I was in total disbelief and felt like I had heard the most ridiculous thing in my life. I had never even thought of becoming and Artist after I had failed from the Visual Communication program at IUPUI, it wasn’t for me. I always had a love for art as a child but never dreamed that I would pursue it after the horrible experience I had when I began college. The classes did not contain any art in them what-so-ever, it was all computer programming and business, everything I hated to do. I figured it just wasn’t for me. I thought to myself for hours about how I had no idea how to becoming an artist even if I wanted to. I asked myself, if I was an Artist what kind of art would I create? I didn’t want to think about it, I was happy where I was at, living the simple life with the woman I loved.

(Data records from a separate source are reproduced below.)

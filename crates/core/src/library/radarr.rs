//! Radarr v3 API client.

use std::time::Duration;

use async_trait::async_trait;
use reqwest::{Client, StatusCode};
use serde::{Deserialize, Serialize};
use tracing::{debug, warn};

use super::{AddMovieRequest, AddMovieResponse, LibraryError, LibraryMovie, LibraryService};
use crate::config::{LibraryConfig, SharedConnection};
use crate::metrics::EXTERNAL_REQUESTS;

/// Radarr client.
///
/// URL and API key come from the shared connection settings on every request.
pub struct RadarrClient {
    client: Client,
    connection: SharedConnection,
}

impl RadarrClient {
    /// Create a new Radarr client.
    pub fn new(config: &LibraryConfig, connection: SharedConnection) -> Result<Self, LibraryError> {
        let client = Client::builder()
            .timeout(Duration::from_secs(config.timeout_secs))
            .build()?;

        Ok(Self { client, connection })
    }

    /// Movie endpoint URL and API key.
    async fn endpoint(&self) -> Result<(String, String), LibraryError> {
        let connection = self.connection.read().await;
        let base = connection.library_url.trim_end_matches('/');
        if base.is_empty() {
            return Err(LibraryError::NotConfigured(
                "Radarr address is required".to_string(),
            ));
        }
        Ok((
            format!("{}/api/v3/movie", base),
            connection.library_api_key.clone(),
        ))
    }
}

#[async_trait]
impl LibraryService for RadarrClient {
    async fn list_movies(&self) -> Result<Vec<LibraryMovie>, LibraryError> {
        let (url, api_key) = self.endpoint().await?;

        debug!("Radarr list movies: {}", url);

        let response = self
            .client
            .get(&url)
            .header("X-Api-Key", api_key)
            .send()
            .await
            .inspect_err(|_| {
                EXTERNAL_REQUESTS
                    .with_label_values(&["radarr", "error"])
                    .inc();
            })?;

        let status = response.status();
        if status != StatusCode::OK {
            EXTERNAL_REQUESTS
                .with_label_values(&["radarr", "error"])
                .inc();
            let body = response.text().await.unwrap_or_default();
            return Err(LibraryError::ApiError {
                status: status.as_u16(),
                message: body,
            });
        }

        let movies: Vec<RadarrMovie> = response
            .json()
            .await
            .map_err(|e| LibraryError::ParseError(format!("Failed to parse movie list: {}", e)))?;

        EXTERNAL_REQUESTS
            .with_label_values(&["radarr", "success"])
            .inc();

        Ok(movies
            .into_iter()
            .map(|m| LibraryMovie::new(m.title, m.year.filter(|y| *y > 0)))
            .collect())
    }

    async fn add_movie(&self, request: &AddMovieRequest) -> Result<AddMovieResponse, LibraryError> {
        let (url, api_key) = self.endpoint().await?;
        let payload = RadarrAddPayload::from(request);

        debug!(
            "Radarr add movie: title='{}', tmdb_id={}",
            request.title, request.tmdb_id
        );

        let response = self
            .client
            .post(&url)
            .header("X-Api-Key", api_key)
            .json(&payload)
            .send()
            .await
            .inspect_err(|_| {
                EXTERNAL_REQUESTS
                    .with_label_values(&["radarr", "error"])
                    .inc();
            })?;

        let status = response.status();
        EXTERNAL_REQUESTS
            .with_label_values(&["radarr", add_result_label(status)])
            .inc();
        if status == StatusCode::CREATED {
            return Ok(AddMovieResponse::created());
        }

        let body = response.text().await.unwrap_or_default();
        let message = rejection_message(&body);
        warn!(
            "Radarr rejected '{}' (HTTP {}): {}",
            request.title, status, message
        );
        Ok(AddMovieResponse::rejected(message))
    }
}

/// Pull the first `errorMessage` out of a Radarr validation error body.
fn rejection_message(body: &str) -> String {
    serde_json::from_str::<Vec<RadarrError>>(body)
        .ok()
        .and_then(|errors| errors.into_iter().find_map(|e| e.error_message))
        .unwrap_or_else(|| "Unknown Error".to_string())
}

/// Metric label for the answer to an add request.
fn add_result_label(status: StatusCode) -> &'static str {
    if status == StatusCode::CREATED {
        "success"
    } else if status.is_client_error() {
        "rejected"
    } else {
        "error"
    }
}

/// Radarr's URL slug for a title.
fn title_slug(title: &str) -> String {
    title.to_lowercase().replace(' ', "-")
}

// ============================================================================
// Radarr API Types (private)
// ============================================================================

#[derive(Debug, Deserialize)]
struct RadarrMovie {
    title: String,
    year: Option<u32>,
}

#[derive(Debug, Deserialize)]
#[serde(rename_all = "camelCase")]
struct RadarrError {
    error_message: Option<String>,
}

#[derive(Debug, Serialize)]
#[serde(rename_all = "camelCase")]
struct RadarrAddPayload {
    title: String,
    quality_profile_id: u32,
    metadata_profile_id: u32,
    title_slug: String,
    root_folder_path: String,
    tmdb_id: u32,
    monitored: bool,
    add_options: RadarrAddOptions,
}

#[derive(Debug, Serialize)]
#[serde(rename_all = "camelCase")]
struct RadarrAddOptions {
    monitor: &'static str,
    search_for_movie: bool,
}

impl From<&AddMovieRequest> for RadarrAddPayload {
    fn from(request: &AddMovieRequest) -> Self {
        Self {
            title: request.title.clone(),
            quality_profile_id: request.quality_profile_id,
            metadata_profile_id: request.metadata_profile_id,
            title_slug: title_slug(&request.title),
            root_folder_path: request.root_folder_path.clone(),
            tmdb_id: request.tmdb_id,
            monitored: true,
            add_options: RadarrAddOptions {
                monitor: "movieOnly",
                search_for_movie: request.search_on_add,
            },
        }
    }
}

#[cfg(test)]
mod tests {
    use super::*;
    use crate::config::{shared_connection, ConnectionSettings};

    #[test]
    fn test_payload_shape() {
        let request = AddMovieRequest {
            title: "The Prestige".to_string(),
            tmdb_id: 1124,
            quality_profile_id: 4,
            metadata_profile_id: 1,
            root_folder_path: "/movies/".to_string(),
            search_on_add: true,
        };

        let json = serde_json::to_value(RadarrAddPayload::from(&request)).unwrap();
        assert_eq!(json["title"], "The Prestige");
        assert_eq!(json["titleSlug"], "the-prestige");
        assert_eq!(json["qualityProfileId"], 4);
        assert_eq!(json["rootFolderPath"], "/movies/");
        assert_eq!(json["tmdbId"], 1124);
        assert_eq!(json["monitored"], true);
        assert_eq!(json["addOptions"]["monitor"], "movieOnly");
        assert_eq!(json["addOptions"]["searchForMovie"], true);
    }

    #[test]
    fn test_rejection_message_from_validation_body() {
        let body = r#"[{"propertyName":"TmdbId","errorMessage":"This movie has already been added and already exists in the database"}]"#;
        assert_eq!(
            rejection_message(body),
            "This movie has already been added and already exists in the database"
        );
    }

    #[test]
    fn test_rejection_message_unparseable_body() {
        assert_eq!(rejection_message("<html>502</html>"), "Unknown Error");
        assert_eq!(rejection_message("[]"), "Unknown Error");
    }

    #[test]
    fn test_add_result_label() {
        assert_eq!(add_result_label(StatusCode::CREATED), "success");
        assert_eq!(add_result_label(StatusCode::BAD_REQUEST), "rejected");
        assert_eq!(add_result_label(StatusCode::CONFLICT), "rejected");
        assert_eq!(add_result_label(StatusCode::INTERNAL_SERVER_ERROR), "error");
    }

    #[tokio::test]
    async fn test_empty_address_is_not_configured() {
        let connection = shared_connection(ConnectionSettings {
            library_url: String::new(),
            ..Default::default()
        });
        let client = RadarrClient::new(&LibraryConfig::default(), connection).unwrap();

        let result = client.list_movies().await;
        assert!(matches!(result, Err(LibraryError::NotConfigured(_))));
    }
}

Six months went by and Jessica bought me a sketchbook pushing me to start drawing again, but there was nothing I could do, I lost all of my drawing abilities I had as a child. We continued to fight back and forth with our problems and frustrations with one another until it was time for the relationship to come to an end. Our opposing views on life did not allow us to coexist any longer. I was searching for answers on how to prepare for the future while Jessica was trying to make the best of the present. Jessica had just started a new job that morning when we said our good-byes. I drove my 1989 Toyota Corolla down a straight, flat road to her new job at 9 a.m. on a Monday with her favorite breakfast in hand, biscuits and gravy. I handed them over while her brand new coworkers stared at a distance and I said, “I love you.” Then I drove to Chicago.